What to work on:
Copy each line below in which the string "provider" appears.

Supplied data:

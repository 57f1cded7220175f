//! Command implementations for the `clash` binary
//!
//! Each command is a separate module that implements its own CLI args and execution logic.

mod arenas;
mod replay;
mod simulate;
mod tournament;

pub use arenas::Arenas;
pub use replay::Replay;
pub use simulate::Simulate;
pub use tournament::Tournament;

use std::path::PathBuf;

use clap::Args;
use clash_content::ContentFactory;

/// Data directory shared by commands that read the roster.
#[derive(Args, Clone, Debug)]
pub struct DataDir {
    /// Directory holding bots.ron, and optionally battle.toml and weapons.ron
    #[arg(short, long, value_name = "DIR", env = "CLASH_DATA_DIR", default_value = "data")]
    data_dir: PathBuf,
}

impl DataDir {
    pub fn factory(&self) -> ContentFactory {
        ContentFactory::new(&self.data_dir)
    }
}
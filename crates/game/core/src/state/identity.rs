//! Identifiers the engine interprets during a battle.
//!
//! Algorithms and special effects arrive as strings from the combatant
//! provider. Unknown identifiers parse to `None`, and the engine then simply
//! skips the behavior instead of failing the battle.

/// Weapon style, matched against the arena's favored style and whiff rates.
#[derive(
    Clone,
    Copy,
    Debug,
    PartialEq,
    Eq,
    Hash,
    strum::Display,
    strum::EnumString,
    strum::AsRefStr,
)]
#[cfg_attr(feature = "serde", derive(serde::Serialize, serde::Deserialize))]
#[cfg_attr(feature = "serde", serde(rename_all = "snake_case"))]
#[strum(serialize_all = "snake_case", ascii_case_insensitive)]
pub enum WeaponType {
    Melee,
    Ranged,
}

/// Combatant archetype.
///
/// Static stat multipliers for every archetype are applied by the combatant
/// provider. Only [`Algorithm::Adaptive`] and [`Algorithm::Chaos`] change
/// behavior inside the battle.
#[derive(
    Clone,
    Copy,
    Debug,
    PartialEq,
    Eq,
    Hash,
    strum::Display,
    strum::EnumString,
    strum::AsRefStr,
    strum::EnumIter,
)]
#[cfg_attr(feature = "serde", derive(serde::Serialize, serde::Deserialize))]
#[strum(ascii_case_insensitive)]
pub enum Algorithm {
    /// Vexor Assault Kernel.
    #[strum(serialize = "VEX-01")]
    #[cfg_attr(feature = "serde", serde(rename = "VEX-01"))]
    Aggressive,
    /// Bastion Logic Framework.
    #[strum(serialize = "BASL-09")]
    #[cfg_attr(feature = "serde", serde(rename = "BASL-09"))]
    Defensive,
    /// Equilibrium Core Matrix.
    #[strum(serialize = "EQUA-12")]
    #[cfg_attr(feature = "serde", serde(rename = "EQUA-12"))]
    Balanced,
    /// Adaptive Pattern Synthesizer: one-time LOGIC boost mid-battle.
    #[strum(serialize = "ADAPT-X")]
    #[cfg_attr(feature = "serde", serde(rename = "ADAPT-X"))]
    Adaptive,
    /// Rapid Unit Synchronization Hub.
    #[strum(serialize = "RUSH-09")]
    #[cfg_attr(feature = "serde", serde(rename = "RUSH-09"))]
    Speed,
    /// Chaotic Execution Driver: stats reshuffle every round.
    #[strum(serialize = "CHAOS-RND")]
    #[cfg_attr(feature = "serde", serde(rename = "CHAOS-RND"))]
    Chaos,
}

impl Algorithm {
    /// Parses an algorithm id, returning `None` for unknown ids.
    pub fn from_id(id: &str) -> Option<Self> {
        id.trim().parse().ok()
    }
}

/// One-shot special ability, fired at most once per battle.
#[derive(
    Clone,
    Copy,
    Debug,
    PartialEq,
    Eq,
    Hash,
    strum::Display,
    strum::EnumString,
    strum::AsRefStr,
    strum::EnumIter,
)]
#[cfg_attr(feature = "serde", derive(serde::Serialize, serde::Deserialize))]
#[cfg_attr(feature = "serde", serde(rename_all = "snake_case"))]
#[strum(ascii_case_insensitive)]
pub enum SpecialEffect {
    /// PROC +30%, DEF -20%.
    #[strum(to_string = "core_meltdown", serialize = "Core Meltdown")]
    CoreMeltdown,
    /// DEF +30%, CLK -20%.
    #[strum(
        to_string = "fortress_protocol",
        serialize = "Fortress Protocol",
        serialize = "Fortify Matrix"
    )]
    FortressProtocol,
    /// Restores a share of max HP and max energy.
    #[strum(
        to_string = "system_restore",
        serialize = "System Restore",
        serialize = "System Balance"
    )]
    SystemRestore,
    /// Two random stats +15%.
    #[strum(
        to_string = "quantum_surge",
        serialize = "Quantum Surge",
        serialize = "Evolve Protocol",
        serialize = "Entropy Burst"
    )]
    QuantumSurge,
    /// One bonus attack this round.
    #[strum(to_string = "time_dilation", serialize = "Time Dilation")]
    TimeDilation,
}

impl SpecialEffect {
    /// Parses a special effect id, returning `None` for unknown ids.
    pub fn from_id(id: &str) -> Option<Self> {
        id.trim().parse().ok()
    }

    /// Name shown in the battle log.
    pub const fn display_name(self) -> &'static str {
        match self {
            SpecialEffect::CoreMeltdown => "Core Meltdown",
            SpecialEffect::FortressProtocol => "Fortress Protocol",
            SpecialEffect::SystemRestore => "System Restore",
            SpecialEffect::QuantumSurge => "Quantum Surge",
            SpecialEffect::TimeDilation => "Time Dilation",
        }
    }
}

Task solution:
//! provider. Unknown identifiers parse to `None`, and the engine then simply
/// provider. Only [`Algorithm::Adaptive`] and [`Algorithm::Chaos`] change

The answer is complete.